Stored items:
● ● ●

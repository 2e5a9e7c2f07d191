//! The boolean output the engine drives.

use embedded_hal::digital::OutputPin;

/// Trait for abstracting the controlled output.
///
/// Implement this for whatever the engine switches (GPIO, relay driver, a
/// register bit). Calls come from the worker's own context, possibly in quick
/// succession, and cannot fail - handle any hardware errors internally.
///
/// Any `FnMut(bool)` closure is an `Output`.
pub trait Output {
    /// Drives the output high (`true`) or low (`false`).
    fn set(&mut self, on: bool);
}

impl<F: FnMut(bool)> Output for F {
    #[inline]
    fn set(&mut self, on: bool) {
        self(on)
    }
}

/// Adapts an `embedded-hal` [`OutputPin`] to [`Output`].
///
/// Pin errors are dropped; a pin that fails to switch simply keeps its level.
#[derive(Debug)]
pub struct PinOutput<P> {
    pin: P,
    active_low: bool,
}

impl<P: OutputPin> PinOutput<P> {
    /// Wraps a pin where `true` means electrically high.
    pub fn new(pin: P) -> Self {
        Self {
            pin,
            active_low: false,
        }
    }

    /// Wraps a pin where `true` means electrically low (e.g. LED to VCC).
    pub fn active_low(pin: P) -> Self {
        Self {
            pin,
            active_low: true,
        }
    }

    /// Returns the wrapped pin.
    pub fn into_inner(self) -> P {
        self.pin
    }
}

impl<P: OutputPin> Output for PinOutput<P> {
    fn set(&mut self, on: bool) {
        let _ = if on != self.active_low {
            self.pin.set_high()
        } else {
            self.pin.set_low()
        };
    }
}
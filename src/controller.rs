//! Owned worker and channel for hosted (`std`) targets.
//!
//! [`PeriodicOutput`] creates the channel and the engine together, runs the
//! worker loop on a dedicated thread once [`start`](PeriodicOutput::start)
//! is called, and stops and joins that thread exactly once, either through
//! [`stop`](PeriodicOutput::stop) or on drop.
//!
//! The channel and stop signal are the only shared state. Engine state moves
//! into the worker thread and comes back as an [`EngineSnapshot`] on stop.

use std::sync::Arc;
use std::thread::JoinHandle;

use embassy_sync::blocking_mutex::raw::CriticalSectionRawMutex;
use futures_lite::future::block_on;

use crate::channel::{CommandChannel, DEFAULT_CHANNEL_DEPTH, EnqueueError};
use crate::command::Command;
use crate::engine::{DebugHook, Engine, EngineSnapshot, NoDebugHook};
use crate::output::Output;
use crate::runner::{StopSignal, run};
use crate::time::{EmbassyDelay, TickDelay};

/// Smallest stack given to a hosted worker thread, in bytes.
pub const MIN_HOSTED_STACK_SIZE: usize = 64 * 1024;

/// Worker task parameters.
#[derive(Debug, Clone, Copy, PartialEq, Eq)]
pub struct WorkerConfig {
    /// Thread name.
    pub name: &'static str,

    /// Requested stack size in bytes. Raised to [`MIN_HOSTED_STACK_SIZE`] on
    /// hosted targets.
    pub stack_size: usize,

    /// Scheduler priority. Hosted threads cannot be prioritized, so this is
    /// only reported.
    pub priority: u8,
}

impl Default for WorkerConfig {
    fn default() -> Self {
        Self {
            name: "periodic-output",
            stack_size: 3072,
            priority: 2,
        }
    }
}

impl WorkerConfig {
    pub fn name(mut self, name: &'static str) -> Self {
        self.name = name;
        self
    }

    pub fn stack_size(mut self, stack_size: usize) -> Self {
        self.stack_size = stack_size;
        self
    }

    pub fn priority(mut self, priority: u8) -> Self {
        self.priority = priority;
        self
    }
}

/// Errors returned by [`PeriodicOutput::start`].
#[derive(Debug, Clone, Copy, PartialEq, Eq)]
#[cfg_attr(feature = "defmt", derive(defmt::Format))]
pub enum ControllerError {
    /// [`PeriodicOutput::start`] was called on an instance that already
    /// started its worker.
    AlreadyStarted,

    /// The worker thread could not be created.
    SpawnFailed,
}

impl core::fmt::Display for ControllerError {
    fn fmt(&self, f: &mut core::fmt::Formatter<'_>) -> core::fmt::Result {
        match self {
            ControllerError::AlreadyStarted => {
                write!(f, "worker already started")
            }
            ControllerError::SpawnFailed => {
                write!(f, "failed to spawn worker thread")
            }
        }
    }
}

impl std::error::Error for ControllerError {}

struct Shared<const N: usize> {
    channel: CommandChannel<CriticalSectionRawMutex, N>,
    stop: StopSignal<CriticalSectionRawMutex>,
}

/// Cloneable handle for enqueuing commands from other threads.
///
/// Keeps the channel alive on its own, so enqueuing after the controller was
/// dropped is safe; the command is queued with nobody to drain it, or
/// rejected with [`EnqueueError::ChannelFull`].
#[derive(Clone)]
pub struct CommandSender<const N: usize = DEFAULT_CHANNEL_DEPTH> {
    shared: Arc<Shared<N>>,
}

impl<const N: usize> CommandSender<N> {
    /// Copies `cmd` into the channel without blocking.
    pub fn enqueue(&self, cmd: Command) -> Result<(), EnqueueError> {
        self.shared.channel.enqueue(cmd)
    }
}

/// Configures a [`PeriodicOutput`] before it is built.
pub struct Builder<O, H = NoDebugHook, D = EmbassyDelay> {
    output: O,
    hook: H,
    delay: D,
}

impl<O: Output> Builder<O> {
    pub fn new(output: O) -> Self {
        Self {
            output,
            hook: NoDebugHook,
            delay: EmbassyDelay,
        }
    }
}

impl<O: Output, H: DebugHook, D: TickDelay> Builder<O, H, D> {
    /// Sets the hook notified on every accepted command.
    pub fn debug_hook<H2: DebugHook>(self, hook: H2) -> Builder<O, H2, D> {
        Builder {
            output: self.output,
            hook,
            delay: self.delay,
        }
    }

    /// Replaces the tick delay (defaults to [`EmbassyDelay`]).
    pub fn delay<D2: TickDelay>(self, delay: D2) -> Builder<O, H, D2> {
        Builder {
            output: self.output,
            hook: self.hook,
            delay,
        }
    }

    /// Builds a controller whose channel holds `N` commands.
    ///
    /// `N` must be at least 1; a zero depth does not compile.
    pub fn build<const N: usize>(self) -> PeriodicOutput<O, H, D, N> {
        let engine = Engine::new(self.output).with_debug_hook(self.hook);
        PeriodicOutput {
            shared: Arc::new(Shared {
                channel: CommandChannel::new(),
                stop: StopSignal::new(),
            }),
            idle: Some((engine, self.delay)),
            worker: None,
        }
    }
}

/// A periodic output controller with its own worker thread.
///
/// # Type Parameters
/// * `O` - Output implementation
/// * `H` - Debug hook implementation
/// * `D` - Tick delay implementation
/// * `N` - Channel depth
pub struct PeriodicOutput<O, H = NoDebugHook, D = EmbassyDelay, const N: usize = DEFAULT_CHANNEL_DEPTH>
where
    O: Output,
    H: DebugHook,
{
    shared: Arc<Shared<N>>,
    idle: Option<(Engine<O, H>, D)>,
    worker: Option<JoinHandle<EngineSnapshot>>,
}

impl<O: Output> PeriodicOutput<O> {
    /// Creates a controller with a channel depth of [`DEFAULT_CHANNEL_DEPTH`].
    pub fn new(output: O) -> Self {
        Builder::new(output).build()
    }

    /// Starts configuring a controller.
    pub fn builder(output: O) -> Builder<O> {
        Builder::new(output)
    }
}

impl<O, H, D, const N: usize> PeriodicOutput<O, H, D, N>
where
    O: Output + Send + 'static,
    H: DebugHook + Send + 'static,
    D: TickDelay + Send + 'static,
{
    /// Spawns the worker thread.
    ///
    /// Fails with [`ControllerError::AlreadyStarted`] if the worker was
    /// started before; no second thread is created. If spawning fails the
    /// instance cannot be started again.
    pub fn start(&mut self, config: WorkerConfig) -> Result<(), ControllerError> {
        let Some((mut engine, mut delay)) = self.idle.take() else {
            return Err(ControllerError::AlreadyStarted);
        };

        let stack_size = config.stack_size.max(MIN_HOSTED_STACK_SIZE);
        log::info!(
            "Spawning '{}' (pri={} advisory, stack={}B)",
            config.name,
            config.priority,
            stack_size
        );

        let shared = Arc::clone(&self.shared);
        let spawned = std::thread::Builder::new()
            .name(config.name.into())
            .stack_size(stack_size)
            .spawn(move || {
                block_on(run(&mut engine, &shared.channel, &mut delay, &shared.stop));
                log::info!("periodic output worker stopped");
                engine.snapshot()
            });

        match spawned {
            Ok(handle) => {
                self.worker = Some(handle);
                Ok(())
            }
            Err(err) => {
                log::error!("periodic output: spawning '{}' failed: {}", config.name, err);
                Err(ControllerError::SpawnFailed)
            }
        }
    }
}

impl<O, H, D, const N: usize> PeriodicOutput<O, H, D, N>
where
    O: Output,
    H: DebugHook,
{
    /// Copies `cmd` into the channel without blocking.
    ///
    /// Commands enqueued before [`start`](Self::start) wait in the channel.
    pub fn enqueue(&self, cmd: Command) -> Result<(), EnqueueError> {
        self.shared.channel.enqueue(cmd)
    }

    /// Returns a handle other threads can enqueue through.
    pub fn sender(&self) -> CommandSender<N> {
        CommandSender {
            shared: Arc::clone(&self.shared),
        }
    }

    /// Number of commands waiting in the channel.
    pub fn pending(&self) -> usize {
        self.shared.channel.len()
    }

    /// Whether a worker thread has been started and has not yet exited.
    pub fn is_running(&self) -> bool {
        self.worker
            .as_ref()
            .is_some_and(|handle| !handle.is_finished())
    }

    /// Stops the worker and waits for it to exit.
    ///
    /// Returns the final engine state, or `None` if no worker was running or
    /// it panicked. Calling it again is a no-op.
    pub fn stop(&mut self) -> Option<EngineSnapshot> {
        let handle = self.worker.take()?;
        self.shared.stop.signal(());
        match handle.join() {
            Ok(snapshot) => Some(snapshot),
            Err(_) => {
                log::error!("periodic output worker panicked");
                None
            }
        }
    }
}

impl<O, H, D, const N: usize> Drop for PeriodicOutput<O, H, D, N>
where
    O: Output,
    H: DebugHook,
{
    fn drop(&mut self) {
        self.stop();
    }
}
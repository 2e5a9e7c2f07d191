//! Tick-based timing used by the engine.
//!
//! A tick is the unit of the underlying timer. With the bundled
//! [`EmbassyDelay`] it is an `embassy_time` tick, so the tick rate is whatever
//! the embedding application configured for `embassy-time`.

use embassy_time::{Duration, Timer};

/// Duration in timer ticks.
pub type Ticks = u32;

/// How long a receive may wait for a command.
#[derive(Debug, Clone, Copy, PartialEq, Eq)]
#[cfg_attr(feature = "defmt", derive(defmt::Format))]
pub enum Timeout {
    /// Wait until a command arrives.
    Forever,

    /// Do not wait; take a command only if one is already queued.
    Immediate,

    /// Wait at most this many ticks.
    Ticks(Ticks),
}

/// Cooperative delay measured in ticks.
///
/// Implementations must yield to the scheduler while waiting rather than spin.
#[allow(async_fn_in_trait)]
pub trait TickDelay {
    /// Suspends the caller for `ticks` ticks.
    async fn delay_ticks(&mut self, ticks: Ticks);
}

/// [`TickDelay`] backed by `embassy_time::Timer`.
#[derive(Debug, Clone, Copy, Default)]
pub struct EmbassyDelay;

impl TickDelay for EmbassyDelay {
    async fn delay_ticks(&mut self, ticks: Ticks) {
        Timer::after_ticks(u64::from(ticks)).await;
    }
}

/// Converts milliseconds to ticks of the configured `embassy-time` tick rate.
///
/// Saturates at `Ticks::MAX`.
pub fn ticks_from_millis(millis: u32) -> Ticks {
    let ticks = Duration::from_millis(u64::from(millis)).as_ticks();
    Ticks::try_from(ticks).unwrap_or(Ticks::MAX)
}

/// Converts a tick count back to an `embassy_time::Duration`.
#[inline]
pub fn duration_from_ticks(ticks: Ticks) -> Duration {
    Duration::from_ticks(u64::from(ticks))
}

● ● ●

Task to carry out: Would you please return all lines of the data that include the word "bytes"?

Worked solution:
/// Smallest stack given to a hosted worker thread, in bytes.
    /// Requested stack size in bytes. Raised to [`MIN_HOSTED_STACK_SIZE`] on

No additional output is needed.